Top of PROVIDED INFORMATION
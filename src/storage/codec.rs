// Copyright 2025 coScene
//
// Licensed under the Apache License, Version 2.0 (the "License");
// you may not use this file except in compliance with the License.
// You may obtain a copy of the License at
//
//     http://www.apache.org/licenses/LICENSE-2.0
//
// Unless required by applicable law or agreed to in writing, software
// distributed under the License is distributed on an "AS IS" BASIS,
// WITHOUT WARRANTIES OR CONDITIONS OF ANY KIND, either express or implied.
// See the License for the specific language governing permissions and
// limitations under the License.

/// Payload compression for the record log
///
/// Every log frame carries the tag of the codec that produced its payload,
/// so changing the configured compression never affects records already on
/// disk.
///
/// - LZ4: fast, moderate ratio. Suited to high ingest rates.
/// - Zstd: slower, better ratio. Suited to long retention.
/// - None: payload stored as received.
use serde::{Deserialize, Serialize};
use std::io::{Read, Write};

use crate::error::{Result, StoreError};

/// Compression level (0-4)
#[derive(Debug, Clone, Copy, Serialize, Deserialize, Default, PartialEq, Eq)]
pub enum CompressionLevel {
    Fastest = 0,
    Fast = 1,
    #[default]
    Default = 2,
    Slow = 3,
    Slowest = 4,
}

impl CompressionLevel {
    pub fn from_u8(level: u8) -> Option<Self> {
        match level {
            0 => Some(CompressionLevel::Fastest),
            1 => Some(CompressionLevel::Fast),
            2 => Some(CompressionLevel::Default),
            3 => Some(CompressionLevel::Slow),
            4 => Some(CompressionLevel::Slowest),
            _ => None,
        }
    }

    pub fn to_zstd_level(self) -> i32 {
        match self {
            CompressionLevel::Fastest => 1,
            CompressionLevel::Fast => 3,
            CompressionLevel::Default => 5,
            CompressionLevel::Slow => 10,
            CompressionLevel::Slowest => 19,
        }
    }

    pub fn to_lz4_level(self) -> u32 {
        match self {
            CompressionLevel::Fastest => 1,
            CompressionLevel::Fast => 3,
            CompressionLevel::Default => 5,
            CompressionLevel::Slow => 9,
            CompressionLevel::Slowest => 12,
        }
    }
}

/// Compression type
#[derive(Debug, Clone, Copy, Serialize, Deserialize, PartialEq, Eq, Default)]
#[serde(rename_all = "lowercase")]
pub enum CompressionType {
    #[default]
    None,
    Lz4,
    Zstd,
}

impl CompressionType {
    /// Tag written into each log frame
    pub fn tag(self) -> u32 {
        match self {
            CompressionType::None => 0,
            CompressionType::Lz4 => 1,
            CompressionType::Zstd => 2,
        }
    }

    pub fn from_tag(tag: u32) -> Option<Self> {
        match tag {
            0 => Some(CompressionType::None),
            1 => Some(CompressionType::Lz4),
            2 => Some(CompressionType::Zstd),
            _ => None,
        }
    }
}

#[derive(Debug, Clone, Copy, Default)]
pub struct PayloadCodec {
    compression_type: CompressionType,
    compression_level: CompressionLevel,
}

impl PayloadCodec {
    pub fn new(compression_type: CompressionType, compression_level: CompressionLevel) -> Self {
        Self {
            compression_type,
            compression_level,
        }
    }

    pub fn compression_type(&self) -> CompressionType {
        self.compression_type
    }

    /// Compress `data`, returning the codec tag alongside the encoded bytes
    pub fn encode(&self, data: &[u8]) -> Result<(u32, Vec<u8>)> {
        let encoded = match self.compression_type {
            CompressionType::None => data.to_vec(),
            CompressionType::Lz4 => self.compress_lz4(data)?,
            CompressionType::Zstd => zstd::encode_all(data, self.compression_level.to_zstd_level())
                .map_err(|e| StoreError::Codec(format!("zstd compression failed: {}", e)))?,
        };
        Ok((self.compression_type.tag(), encoded))
    }

    fn compress_lz4(&self, data: &[u8]) -> Result<Vec<u8>> {
        let mut encoder = lz4::EncoderBuilder::new()
            .level(self.compression_level.to_lz4_level())
            .build(Vec::with_capacity(data.len() / 2))
            .map_err(|e| StoreError::Codec(format!("failed to create LZ4 encoder: {}", e)))?;
        encoder
            .write_all(data)
            .map_err(|e| StoreError::Codec(format!("LZ4 compression failed: {}", e)))?;
        let (compressed, result) = encoder.finish();
        result.map_err(|e| StoreError::Codec(format!("LZ4 compression failed: {}", e)))?;
        Ok(compressed)
    }

    /// Reverse `encode` for a frame written with codec `tag`
    pub fn decode(tag: u32, data: &[u8], raw_len: usize) -> Result<Vec<u8>> {
        let decoded = match CompressionType::from_tag(tag) {
            Some(CompressionType::None) => data.to_vec(),
            Some(CompressionType::Lz4) => {
                let mut decoder = lz4::Decoder::new(data)
                    .map_err(|e| StoreError::Codec(format!("LZ4 decoder setup failed: {}", e)))?;
                let mut out = Vec::with_capacity(raw_len);
                decoder
                    .read_to_end(&mut out)
                    .map_err(|e| StoreError::Codec(format!("LZ4 decompression failed: {}", e)))?;
                out
            }
            Some(CompressionType::Zstd) => zstd::decode_all(data)
                .map_err(|e| StoreError::Codec(format!("zstd decompression failed: {}", e)))?,
            None => return Err(StoreError::Codec(format!("unknown codec tag {}", tag))),
        };
        if decoded.len() != raw_len {
            return Err(StoreError::Codec(format!(
                "decoded {} bytes, expected {}",
                decoded.len(),
                raw_len
            )));
        }
        Ok(decoded)
    }
}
Bottom of PROVIDED INFORMATION
ABOUT THIS EXERCISE:
Each line from the top of the material above through the line with "governing permissions and" must be echoed exactly, and no other line.

TASK RESULT:
filename src/storage/codec.rs
// Copyright 2025 coScene
//
// Licensed under the Apache License, Version 2.0 (the "License");
// you may not use this file except in compliance with the License.
// You may obtain a copy of the License at
//
//     http://www.apache.org/licenses/LICENSE-2.0
//
// Unless required by applicable law or agreed to in writing, software
// distributed under the License is distributed on an "AS IS" BASIS,
// WITHOUT WARRANTIES OR CONDITIONS OF ANY KIND, either express or implied.
// See the License for the specific language governing permissions and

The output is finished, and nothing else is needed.